## WHAT IS NEEDED
Your job with the data below is to output exactly the lines from the one holding "node = child;" down to the one holding "pub fn build_root()", both included, and no others.

** LISTED RECORDS follows **

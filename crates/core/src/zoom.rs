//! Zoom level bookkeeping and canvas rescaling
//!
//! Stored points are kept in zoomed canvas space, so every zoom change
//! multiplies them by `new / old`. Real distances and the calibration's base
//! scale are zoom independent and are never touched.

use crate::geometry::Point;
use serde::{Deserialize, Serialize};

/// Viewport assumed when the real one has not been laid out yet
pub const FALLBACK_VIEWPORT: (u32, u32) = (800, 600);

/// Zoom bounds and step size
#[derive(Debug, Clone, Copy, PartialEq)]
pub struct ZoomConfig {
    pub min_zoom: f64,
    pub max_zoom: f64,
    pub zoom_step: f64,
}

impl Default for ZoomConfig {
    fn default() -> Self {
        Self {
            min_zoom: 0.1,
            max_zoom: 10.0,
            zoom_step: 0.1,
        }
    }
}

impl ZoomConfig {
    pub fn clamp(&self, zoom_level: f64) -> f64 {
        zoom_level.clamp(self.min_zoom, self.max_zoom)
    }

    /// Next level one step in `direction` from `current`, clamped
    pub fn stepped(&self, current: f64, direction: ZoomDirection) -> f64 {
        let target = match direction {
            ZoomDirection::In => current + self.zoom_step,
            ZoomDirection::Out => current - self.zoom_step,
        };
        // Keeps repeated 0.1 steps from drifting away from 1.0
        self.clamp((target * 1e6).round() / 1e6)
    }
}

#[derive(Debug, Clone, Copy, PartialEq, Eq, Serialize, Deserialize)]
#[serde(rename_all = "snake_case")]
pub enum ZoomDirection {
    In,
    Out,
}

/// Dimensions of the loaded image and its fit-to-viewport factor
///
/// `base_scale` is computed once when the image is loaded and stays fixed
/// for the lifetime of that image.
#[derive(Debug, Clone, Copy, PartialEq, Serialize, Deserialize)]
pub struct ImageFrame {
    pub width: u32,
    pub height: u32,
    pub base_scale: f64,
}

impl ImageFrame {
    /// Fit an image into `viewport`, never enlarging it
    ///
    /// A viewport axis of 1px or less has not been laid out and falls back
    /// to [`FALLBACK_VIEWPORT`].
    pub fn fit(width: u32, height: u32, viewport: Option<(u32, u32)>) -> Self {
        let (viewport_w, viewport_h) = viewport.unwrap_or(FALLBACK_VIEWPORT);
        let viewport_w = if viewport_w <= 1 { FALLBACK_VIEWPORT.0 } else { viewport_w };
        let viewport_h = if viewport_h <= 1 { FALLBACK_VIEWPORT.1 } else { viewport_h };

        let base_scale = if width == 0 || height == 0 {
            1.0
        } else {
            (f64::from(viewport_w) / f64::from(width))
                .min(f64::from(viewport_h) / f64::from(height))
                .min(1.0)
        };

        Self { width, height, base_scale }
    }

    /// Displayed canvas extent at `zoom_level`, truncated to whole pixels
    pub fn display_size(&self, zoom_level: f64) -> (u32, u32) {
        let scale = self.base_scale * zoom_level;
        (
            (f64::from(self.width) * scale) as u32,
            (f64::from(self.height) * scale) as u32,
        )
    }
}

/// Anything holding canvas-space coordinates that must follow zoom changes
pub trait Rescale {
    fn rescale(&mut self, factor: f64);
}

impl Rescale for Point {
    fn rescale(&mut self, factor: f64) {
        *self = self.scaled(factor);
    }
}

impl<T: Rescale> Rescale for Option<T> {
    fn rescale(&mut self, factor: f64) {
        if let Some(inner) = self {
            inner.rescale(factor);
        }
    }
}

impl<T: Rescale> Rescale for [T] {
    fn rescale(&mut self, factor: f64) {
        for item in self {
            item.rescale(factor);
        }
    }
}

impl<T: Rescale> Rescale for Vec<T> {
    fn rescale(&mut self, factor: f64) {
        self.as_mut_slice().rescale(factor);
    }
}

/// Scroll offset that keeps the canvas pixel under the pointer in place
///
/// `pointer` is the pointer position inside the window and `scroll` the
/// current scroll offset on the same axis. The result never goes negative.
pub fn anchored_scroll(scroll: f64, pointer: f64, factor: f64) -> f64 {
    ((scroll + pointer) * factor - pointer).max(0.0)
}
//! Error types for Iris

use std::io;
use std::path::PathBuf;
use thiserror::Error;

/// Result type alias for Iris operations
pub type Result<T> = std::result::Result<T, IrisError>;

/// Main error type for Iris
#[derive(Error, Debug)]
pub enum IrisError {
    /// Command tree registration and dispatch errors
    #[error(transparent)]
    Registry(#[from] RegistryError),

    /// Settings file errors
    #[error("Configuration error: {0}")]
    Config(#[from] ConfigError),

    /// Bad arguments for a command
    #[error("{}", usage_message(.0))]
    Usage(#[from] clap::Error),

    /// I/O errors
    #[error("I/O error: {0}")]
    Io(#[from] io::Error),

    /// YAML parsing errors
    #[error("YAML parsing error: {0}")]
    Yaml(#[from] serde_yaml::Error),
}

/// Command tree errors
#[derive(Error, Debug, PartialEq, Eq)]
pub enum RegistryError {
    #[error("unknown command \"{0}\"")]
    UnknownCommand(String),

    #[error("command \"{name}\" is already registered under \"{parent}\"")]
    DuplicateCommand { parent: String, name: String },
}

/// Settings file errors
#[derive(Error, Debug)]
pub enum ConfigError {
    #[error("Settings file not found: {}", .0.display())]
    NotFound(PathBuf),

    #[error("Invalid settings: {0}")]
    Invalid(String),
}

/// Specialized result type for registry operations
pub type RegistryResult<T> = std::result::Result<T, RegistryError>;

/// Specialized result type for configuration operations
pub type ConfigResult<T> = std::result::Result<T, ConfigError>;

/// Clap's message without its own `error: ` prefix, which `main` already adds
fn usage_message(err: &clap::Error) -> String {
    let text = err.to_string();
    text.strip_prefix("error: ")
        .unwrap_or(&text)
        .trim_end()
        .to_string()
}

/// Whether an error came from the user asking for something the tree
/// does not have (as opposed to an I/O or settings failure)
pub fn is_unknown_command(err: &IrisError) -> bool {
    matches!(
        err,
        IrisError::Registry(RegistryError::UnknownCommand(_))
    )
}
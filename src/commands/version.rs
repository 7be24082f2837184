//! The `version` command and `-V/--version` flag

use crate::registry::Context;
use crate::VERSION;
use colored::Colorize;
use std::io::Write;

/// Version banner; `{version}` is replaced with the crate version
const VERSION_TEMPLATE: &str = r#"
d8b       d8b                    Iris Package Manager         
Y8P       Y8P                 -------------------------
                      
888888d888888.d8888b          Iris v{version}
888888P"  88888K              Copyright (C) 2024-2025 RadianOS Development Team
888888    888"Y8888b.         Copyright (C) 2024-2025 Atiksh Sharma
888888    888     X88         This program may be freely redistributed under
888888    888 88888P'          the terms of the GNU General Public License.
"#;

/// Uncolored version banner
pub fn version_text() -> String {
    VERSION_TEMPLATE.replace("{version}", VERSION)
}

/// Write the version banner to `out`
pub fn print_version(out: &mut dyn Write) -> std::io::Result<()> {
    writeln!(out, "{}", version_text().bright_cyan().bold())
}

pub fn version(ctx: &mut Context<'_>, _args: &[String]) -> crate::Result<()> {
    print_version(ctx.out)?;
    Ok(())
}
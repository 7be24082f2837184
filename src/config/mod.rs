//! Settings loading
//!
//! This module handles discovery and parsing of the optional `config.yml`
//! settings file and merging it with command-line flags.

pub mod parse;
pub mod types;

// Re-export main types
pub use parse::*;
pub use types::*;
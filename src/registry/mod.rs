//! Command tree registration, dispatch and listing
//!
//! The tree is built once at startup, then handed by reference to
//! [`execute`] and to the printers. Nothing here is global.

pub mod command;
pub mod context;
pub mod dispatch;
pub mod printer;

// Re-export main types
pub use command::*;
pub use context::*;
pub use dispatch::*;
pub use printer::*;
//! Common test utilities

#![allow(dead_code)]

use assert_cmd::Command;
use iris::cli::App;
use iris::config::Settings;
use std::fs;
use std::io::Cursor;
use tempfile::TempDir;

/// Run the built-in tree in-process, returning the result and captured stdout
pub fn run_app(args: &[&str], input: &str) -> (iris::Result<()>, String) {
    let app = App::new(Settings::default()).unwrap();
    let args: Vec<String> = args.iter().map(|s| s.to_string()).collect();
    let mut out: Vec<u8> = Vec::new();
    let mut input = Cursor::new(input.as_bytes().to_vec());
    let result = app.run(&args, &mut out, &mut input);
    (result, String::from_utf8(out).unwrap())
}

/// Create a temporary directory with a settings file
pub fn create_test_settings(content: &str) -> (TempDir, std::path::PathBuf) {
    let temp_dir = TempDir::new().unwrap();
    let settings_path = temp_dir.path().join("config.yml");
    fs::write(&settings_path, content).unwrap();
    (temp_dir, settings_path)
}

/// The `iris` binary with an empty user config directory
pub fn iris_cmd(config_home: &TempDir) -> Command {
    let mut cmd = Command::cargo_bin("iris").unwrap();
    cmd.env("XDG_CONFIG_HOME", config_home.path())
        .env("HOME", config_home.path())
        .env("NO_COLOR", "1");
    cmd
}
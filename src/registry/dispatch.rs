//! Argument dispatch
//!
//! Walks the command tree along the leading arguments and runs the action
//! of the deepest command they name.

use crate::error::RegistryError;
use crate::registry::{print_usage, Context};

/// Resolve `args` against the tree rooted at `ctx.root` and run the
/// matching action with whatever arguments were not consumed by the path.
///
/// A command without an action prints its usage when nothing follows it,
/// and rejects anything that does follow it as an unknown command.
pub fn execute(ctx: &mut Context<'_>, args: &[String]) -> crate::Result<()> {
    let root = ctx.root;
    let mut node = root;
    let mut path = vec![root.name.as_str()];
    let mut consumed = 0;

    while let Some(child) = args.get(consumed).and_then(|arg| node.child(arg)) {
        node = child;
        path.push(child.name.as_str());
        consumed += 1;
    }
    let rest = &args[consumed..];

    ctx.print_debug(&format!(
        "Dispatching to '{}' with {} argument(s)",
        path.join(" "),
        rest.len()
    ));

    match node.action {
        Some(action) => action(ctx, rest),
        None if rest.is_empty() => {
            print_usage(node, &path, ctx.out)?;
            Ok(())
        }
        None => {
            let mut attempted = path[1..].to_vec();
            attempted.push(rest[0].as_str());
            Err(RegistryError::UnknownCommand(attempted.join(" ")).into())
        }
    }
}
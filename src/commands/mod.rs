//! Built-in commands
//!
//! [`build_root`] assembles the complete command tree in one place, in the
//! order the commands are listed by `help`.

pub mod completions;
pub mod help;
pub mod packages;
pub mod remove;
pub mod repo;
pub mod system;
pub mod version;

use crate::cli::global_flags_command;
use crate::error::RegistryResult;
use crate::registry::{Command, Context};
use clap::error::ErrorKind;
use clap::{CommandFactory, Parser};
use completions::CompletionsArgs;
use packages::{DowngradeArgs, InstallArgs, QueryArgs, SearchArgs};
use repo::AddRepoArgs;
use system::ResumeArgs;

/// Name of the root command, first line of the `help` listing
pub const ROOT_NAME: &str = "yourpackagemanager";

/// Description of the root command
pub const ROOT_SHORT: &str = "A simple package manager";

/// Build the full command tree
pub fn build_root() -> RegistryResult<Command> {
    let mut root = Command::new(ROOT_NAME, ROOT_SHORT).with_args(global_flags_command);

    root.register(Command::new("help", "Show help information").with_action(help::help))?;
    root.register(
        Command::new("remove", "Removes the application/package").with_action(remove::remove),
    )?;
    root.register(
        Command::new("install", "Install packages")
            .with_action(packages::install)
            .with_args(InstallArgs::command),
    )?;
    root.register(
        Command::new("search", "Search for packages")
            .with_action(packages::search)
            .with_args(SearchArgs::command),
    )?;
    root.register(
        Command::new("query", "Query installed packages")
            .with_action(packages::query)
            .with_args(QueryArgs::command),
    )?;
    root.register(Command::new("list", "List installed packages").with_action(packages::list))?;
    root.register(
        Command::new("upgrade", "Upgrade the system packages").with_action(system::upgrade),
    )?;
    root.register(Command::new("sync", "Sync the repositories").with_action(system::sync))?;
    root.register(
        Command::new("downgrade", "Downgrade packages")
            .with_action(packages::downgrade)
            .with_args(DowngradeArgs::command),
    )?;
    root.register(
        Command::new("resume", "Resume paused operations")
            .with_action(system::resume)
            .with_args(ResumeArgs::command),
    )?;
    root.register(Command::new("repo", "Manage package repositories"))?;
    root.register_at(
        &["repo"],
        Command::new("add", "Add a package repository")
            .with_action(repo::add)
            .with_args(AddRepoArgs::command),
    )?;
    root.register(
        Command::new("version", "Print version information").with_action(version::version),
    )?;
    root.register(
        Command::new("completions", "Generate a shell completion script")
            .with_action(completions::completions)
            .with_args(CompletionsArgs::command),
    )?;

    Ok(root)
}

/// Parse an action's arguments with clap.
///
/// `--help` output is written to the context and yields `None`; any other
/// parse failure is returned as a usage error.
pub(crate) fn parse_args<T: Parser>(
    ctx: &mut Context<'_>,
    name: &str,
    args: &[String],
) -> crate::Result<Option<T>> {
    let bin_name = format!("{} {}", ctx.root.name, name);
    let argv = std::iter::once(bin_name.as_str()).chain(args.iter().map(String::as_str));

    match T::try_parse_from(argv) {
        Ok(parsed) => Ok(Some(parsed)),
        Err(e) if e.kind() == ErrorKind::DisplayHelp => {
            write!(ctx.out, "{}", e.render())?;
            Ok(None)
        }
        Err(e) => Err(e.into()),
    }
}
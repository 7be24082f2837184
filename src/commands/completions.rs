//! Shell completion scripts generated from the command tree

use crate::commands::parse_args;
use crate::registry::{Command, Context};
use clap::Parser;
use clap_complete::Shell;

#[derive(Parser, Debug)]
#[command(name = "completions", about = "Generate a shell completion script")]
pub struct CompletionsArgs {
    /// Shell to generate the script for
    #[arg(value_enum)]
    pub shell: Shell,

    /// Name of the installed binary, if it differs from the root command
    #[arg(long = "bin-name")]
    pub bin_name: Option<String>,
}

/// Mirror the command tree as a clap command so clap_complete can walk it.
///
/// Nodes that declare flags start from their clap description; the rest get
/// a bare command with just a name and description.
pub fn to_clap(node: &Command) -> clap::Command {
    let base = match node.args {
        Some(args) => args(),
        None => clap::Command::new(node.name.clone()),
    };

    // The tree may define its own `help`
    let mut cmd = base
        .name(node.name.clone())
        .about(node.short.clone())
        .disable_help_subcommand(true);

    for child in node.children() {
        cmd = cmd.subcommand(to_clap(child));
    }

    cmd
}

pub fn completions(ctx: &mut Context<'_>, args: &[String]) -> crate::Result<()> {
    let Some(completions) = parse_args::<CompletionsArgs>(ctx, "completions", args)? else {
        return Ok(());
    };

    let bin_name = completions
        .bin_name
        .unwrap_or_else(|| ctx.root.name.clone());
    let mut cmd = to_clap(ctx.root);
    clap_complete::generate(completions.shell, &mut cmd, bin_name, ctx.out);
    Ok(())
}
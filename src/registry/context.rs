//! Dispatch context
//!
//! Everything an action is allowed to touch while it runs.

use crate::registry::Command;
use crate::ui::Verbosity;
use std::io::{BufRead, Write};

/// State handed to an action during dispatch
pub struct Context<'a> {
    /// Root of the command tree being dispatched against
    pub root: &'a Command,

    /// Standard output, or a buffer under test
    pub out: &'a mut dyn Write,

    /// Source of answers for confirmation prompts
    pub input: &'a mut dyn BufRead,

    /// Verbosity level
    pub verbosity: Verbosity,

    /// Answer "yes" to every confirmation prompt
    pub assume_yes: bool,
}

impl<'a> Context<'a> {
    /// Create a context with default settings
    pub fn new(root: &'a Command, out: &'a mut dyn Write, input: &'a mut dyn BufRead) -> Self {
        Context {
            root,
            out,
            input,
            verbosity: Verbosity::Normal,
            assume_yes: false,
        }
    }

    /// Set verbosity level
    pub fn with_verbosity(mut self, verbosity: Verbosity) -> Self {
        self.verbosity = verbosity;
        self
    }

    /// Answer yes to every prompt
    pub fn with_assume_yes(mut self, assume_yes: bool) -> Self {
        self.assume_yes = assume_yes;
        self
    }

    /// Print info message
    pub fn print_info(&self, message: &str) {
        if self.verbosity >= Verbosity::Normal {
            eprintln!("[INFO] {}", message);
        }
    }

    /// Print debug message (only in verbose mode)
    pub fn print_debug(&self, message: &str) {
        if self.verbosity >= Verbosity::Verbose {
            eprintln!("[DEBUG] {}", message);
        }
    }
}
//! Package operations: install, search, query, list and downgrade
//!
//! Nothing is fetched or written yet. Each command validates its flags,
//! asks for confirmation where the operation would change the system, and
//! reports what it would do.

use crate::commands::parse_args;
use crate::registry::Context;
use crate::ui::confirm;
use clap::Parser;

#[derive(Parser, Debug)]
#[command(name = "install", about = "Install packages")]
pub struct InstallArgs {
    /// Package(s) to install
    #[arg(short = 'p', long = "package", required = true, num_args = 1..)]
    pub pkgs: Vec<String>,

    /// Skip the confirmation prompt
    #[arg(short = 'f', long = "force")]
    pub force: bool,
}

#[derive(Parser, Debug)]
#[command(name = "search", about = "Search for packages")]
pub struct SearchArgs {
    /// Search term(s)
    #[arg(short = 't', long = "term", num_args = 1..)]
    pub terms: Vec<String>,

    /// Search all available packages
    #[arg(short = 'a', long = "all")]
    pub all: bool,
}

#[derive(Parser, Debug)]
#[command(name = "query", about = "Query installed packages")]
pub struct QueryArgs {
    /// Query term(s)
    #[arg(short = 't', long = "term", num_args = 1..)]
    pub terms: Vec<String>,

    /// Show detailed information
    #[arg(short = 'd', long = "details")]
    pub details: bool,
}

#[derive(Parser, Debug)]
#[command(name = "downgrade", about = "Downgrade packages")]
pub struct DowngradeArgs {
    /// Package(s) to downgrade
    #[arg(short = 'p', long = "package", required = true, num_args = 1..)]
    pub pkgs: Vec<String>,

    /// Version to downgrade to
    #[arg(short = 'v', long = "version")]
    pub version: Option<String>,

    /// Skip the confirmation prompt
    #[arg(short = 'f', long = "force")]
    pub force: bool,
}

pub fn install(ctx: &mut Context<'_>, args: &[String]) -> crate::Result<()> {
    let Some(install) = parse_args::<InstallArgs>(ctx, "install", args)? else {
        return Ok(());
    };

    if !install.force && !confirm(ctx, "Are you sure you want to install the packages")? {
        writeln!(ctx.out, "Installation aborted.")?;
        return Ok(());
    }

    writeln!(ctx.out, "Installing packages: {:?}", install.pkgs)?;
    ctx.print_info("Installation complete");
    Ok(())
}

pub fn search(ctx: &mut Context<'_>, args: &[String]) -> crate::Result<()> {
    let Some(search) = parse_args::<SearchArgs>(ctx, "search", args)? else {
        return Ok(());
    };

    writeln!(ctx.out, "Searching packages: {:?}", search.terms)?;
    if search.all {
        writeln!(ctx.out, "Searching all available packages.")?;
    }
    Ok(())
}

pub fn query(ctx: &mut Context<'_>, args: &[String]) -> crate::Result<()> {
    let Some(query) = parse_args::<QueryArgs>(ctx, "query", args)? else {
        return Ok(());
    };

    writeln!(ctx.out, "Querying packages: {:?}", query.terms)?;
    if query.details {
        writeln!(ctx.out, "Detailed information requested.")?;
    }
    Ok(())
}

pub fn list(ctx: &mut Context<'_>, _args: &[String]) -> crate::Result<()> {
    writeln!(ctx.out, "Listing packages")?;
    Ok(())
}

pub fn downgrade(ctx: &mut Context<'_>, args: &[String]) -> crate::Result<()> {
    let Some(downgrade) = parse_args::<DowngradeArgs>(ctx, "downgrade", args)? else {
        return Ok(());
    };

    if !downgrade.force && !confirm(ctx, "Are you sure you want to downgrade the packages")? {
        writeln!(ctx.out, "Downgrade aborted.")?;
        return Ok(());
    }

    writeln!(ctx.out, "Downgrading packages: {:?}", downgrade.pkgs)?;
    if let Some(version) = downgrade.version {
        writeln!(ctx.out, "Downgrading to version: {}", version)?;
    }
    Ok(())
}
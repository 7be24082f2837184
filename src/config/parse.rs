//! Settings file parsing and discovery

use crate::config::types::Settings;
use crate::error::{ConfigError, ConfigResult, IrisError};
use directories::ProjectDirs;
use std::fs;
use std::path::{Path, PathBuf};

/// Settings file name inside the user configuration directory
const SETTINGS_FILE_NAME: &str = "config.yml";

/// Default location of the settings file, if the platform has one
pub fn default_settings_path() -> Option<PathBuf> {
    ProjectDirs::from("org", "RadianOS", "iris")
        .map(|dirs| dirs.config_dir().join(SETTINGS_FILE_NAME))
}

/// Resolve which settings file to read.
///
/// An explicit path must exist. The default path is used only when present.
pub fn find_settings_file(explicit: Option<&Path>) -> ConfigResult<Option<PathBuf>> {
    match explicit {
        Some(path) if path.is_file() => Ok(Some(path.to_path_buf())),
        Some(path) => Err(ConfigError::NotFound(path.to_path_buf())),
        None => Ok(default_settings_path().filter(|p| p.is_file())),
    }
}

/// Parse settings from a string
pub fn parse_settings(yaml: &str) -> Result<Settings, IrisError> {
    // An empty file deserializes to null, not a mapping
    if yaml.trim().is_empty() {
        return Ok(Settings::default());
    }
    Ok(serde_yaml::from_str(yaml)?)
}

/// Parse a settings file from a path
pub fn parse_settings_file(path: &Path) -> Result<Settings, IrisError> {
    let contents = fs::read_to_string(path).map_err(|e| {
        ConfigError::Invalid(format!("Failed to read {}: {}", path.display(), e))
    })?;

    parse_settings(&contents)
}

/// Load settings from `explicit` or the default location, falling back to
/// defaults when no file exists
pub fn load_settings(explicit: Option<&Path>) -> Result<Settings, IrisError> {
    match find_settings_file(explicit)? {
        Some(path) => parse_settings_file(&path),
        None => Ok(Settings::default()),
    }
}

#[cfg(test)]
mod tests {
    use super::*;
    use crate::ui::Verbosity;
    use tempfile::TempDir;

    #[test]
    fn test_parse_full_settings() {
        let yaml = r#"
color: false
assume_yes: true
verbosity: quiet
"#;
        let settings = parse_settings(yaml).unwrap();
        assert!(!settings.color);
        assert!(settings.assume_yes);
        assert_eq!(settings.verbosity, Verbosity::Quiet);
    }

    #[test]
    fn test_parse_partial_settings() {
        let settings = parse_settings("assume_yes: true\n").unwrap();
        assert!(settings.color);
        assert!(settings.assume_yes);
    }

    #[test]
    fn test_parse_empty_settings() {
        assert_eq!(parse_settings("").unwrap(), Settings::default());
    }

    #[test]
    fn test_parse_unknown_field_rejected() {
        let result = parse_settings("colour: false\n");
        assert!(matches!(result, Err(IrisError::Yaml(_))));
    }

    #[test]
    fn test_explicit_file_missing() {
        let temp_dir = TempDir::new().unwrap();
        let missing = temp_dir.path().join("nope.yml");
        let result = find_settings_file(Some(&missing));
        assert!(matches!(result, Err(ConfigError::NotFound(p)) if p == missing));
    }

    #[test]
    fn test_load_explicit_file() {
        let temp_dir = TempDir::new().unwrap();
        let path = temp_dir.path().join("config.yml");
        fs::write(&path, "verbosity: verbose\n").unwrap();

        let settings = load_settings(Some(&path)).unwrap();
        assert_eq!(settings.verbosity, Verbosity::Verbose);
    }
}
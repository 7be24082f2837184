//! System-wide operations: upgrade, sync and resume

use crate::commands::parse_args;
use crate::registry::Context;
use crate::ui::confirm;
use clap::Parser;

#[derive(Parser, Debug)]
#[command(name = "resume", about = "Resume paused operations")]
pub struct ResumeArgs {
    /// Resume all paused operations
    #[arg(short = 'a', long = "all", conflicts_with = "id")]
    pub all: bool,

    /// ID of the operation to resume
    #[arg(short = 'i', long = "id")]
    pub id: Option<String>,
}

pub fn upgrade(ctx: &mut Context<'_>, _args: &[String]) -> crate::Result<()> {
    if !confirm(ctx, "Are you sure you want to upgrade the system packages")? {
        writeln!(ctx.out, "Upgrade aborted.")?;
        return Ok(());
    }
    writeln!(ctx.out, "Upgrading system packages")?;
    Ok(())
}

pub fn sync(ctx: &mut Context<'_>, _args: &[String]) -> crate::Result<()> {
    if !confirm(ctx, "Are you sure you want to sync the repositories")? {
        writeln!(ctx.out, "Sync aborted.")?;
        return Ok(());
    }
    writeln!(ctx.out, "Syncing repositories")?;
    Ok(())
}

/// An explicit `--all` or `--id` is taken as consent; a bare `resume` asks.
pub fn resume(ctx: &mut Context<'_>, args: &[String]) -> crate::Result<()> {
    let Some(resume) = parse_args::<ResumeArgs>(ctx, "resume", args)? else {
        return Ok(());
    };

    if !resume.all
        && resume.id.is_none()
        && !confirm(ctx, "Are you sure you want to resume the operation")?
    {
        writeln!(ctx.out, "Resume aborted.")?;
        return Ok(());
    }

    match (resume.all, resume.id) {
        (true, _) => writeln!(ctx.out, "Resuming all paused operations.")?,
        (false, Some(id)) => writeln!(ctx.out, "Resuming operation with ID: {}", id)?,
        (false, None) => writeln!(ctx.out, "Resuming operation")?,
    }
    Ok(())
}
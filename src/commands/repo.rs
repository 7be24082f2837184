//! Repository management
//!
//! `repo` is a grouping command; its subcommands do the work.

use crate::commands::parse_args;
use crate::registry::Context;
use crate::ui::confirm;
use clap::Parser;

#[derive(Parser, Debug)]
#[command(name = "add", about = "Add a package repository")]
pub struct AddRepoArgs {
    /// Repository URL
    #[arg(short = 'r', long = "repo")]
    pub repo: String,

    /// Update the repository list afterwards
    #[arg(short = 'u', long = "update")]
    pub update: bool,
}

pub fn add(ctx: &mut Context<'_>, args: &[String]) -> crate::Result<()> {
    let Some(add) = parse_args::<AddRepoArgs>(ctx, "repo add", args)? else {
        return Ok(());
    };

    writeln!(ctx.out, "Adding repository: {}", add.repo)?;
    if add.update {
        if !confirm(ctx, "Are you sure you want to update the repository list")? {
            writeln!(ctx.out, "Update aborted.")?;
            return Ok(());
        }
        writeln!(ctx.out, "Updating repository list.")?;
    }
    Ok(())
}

** End of LISTED RECORDS **

## YOUR RESPONSE
        node = child;
        path.push(child.name.as_str());
        consumed += 1;
    }
    let rest = &args[consumed..];

    ctx.print_debug(&format!(
        "Dispatching to '{}' with {} argument(s)",
        path.join(" "),
        rest.len()
    ));

    match node.action {
        Some(action) => action(ctx, rest),
        None if rest.is_empty() => {
            print_usage(node, &path, ctx.out)?;
            Ok(())
        }
        None => {
            let mut attempted = path[1..].to_vec();
            attempted.push(rest[0].as_str());
            Err(RegistryError::UnknownCommand(attempted.join(" ")).into())
        }
    }
}
filename src/commands/mod.rs
//! Built-in commands
//!
//! [`build_root`] assembles the complete command tree in one place, in the
//! order the commands are listed by `help`.

pub mod completions;
pub mod help;
pub mod packages;
pub mod remove;
pub mod repo;
pub mod system;
pub mod version;

use crate::cli::global_flags_command;
use crate::error::RegistryResult;
use crate::registry::{Command, Context};
use clap::error::ErrorKind;
use clap::{CommandFactory, Parser};
use completions::CompletionsArgs;
use packages::{DowngradeArgs, InstallArgs, QueryArgs, SearchArgs};
use repo::AddRepoArgs;
use system::ResumeArgs;

/// Name of the root command, first line of the `help` listing
pub const ROOT_NAME: &str = "yourpackagemanager";

/// Description of the root command
pub const ROOT_SHORT: &str = "A simple package manager";

/// Build the full command tree
pub fn build_root() -> RegistryResult<Command> {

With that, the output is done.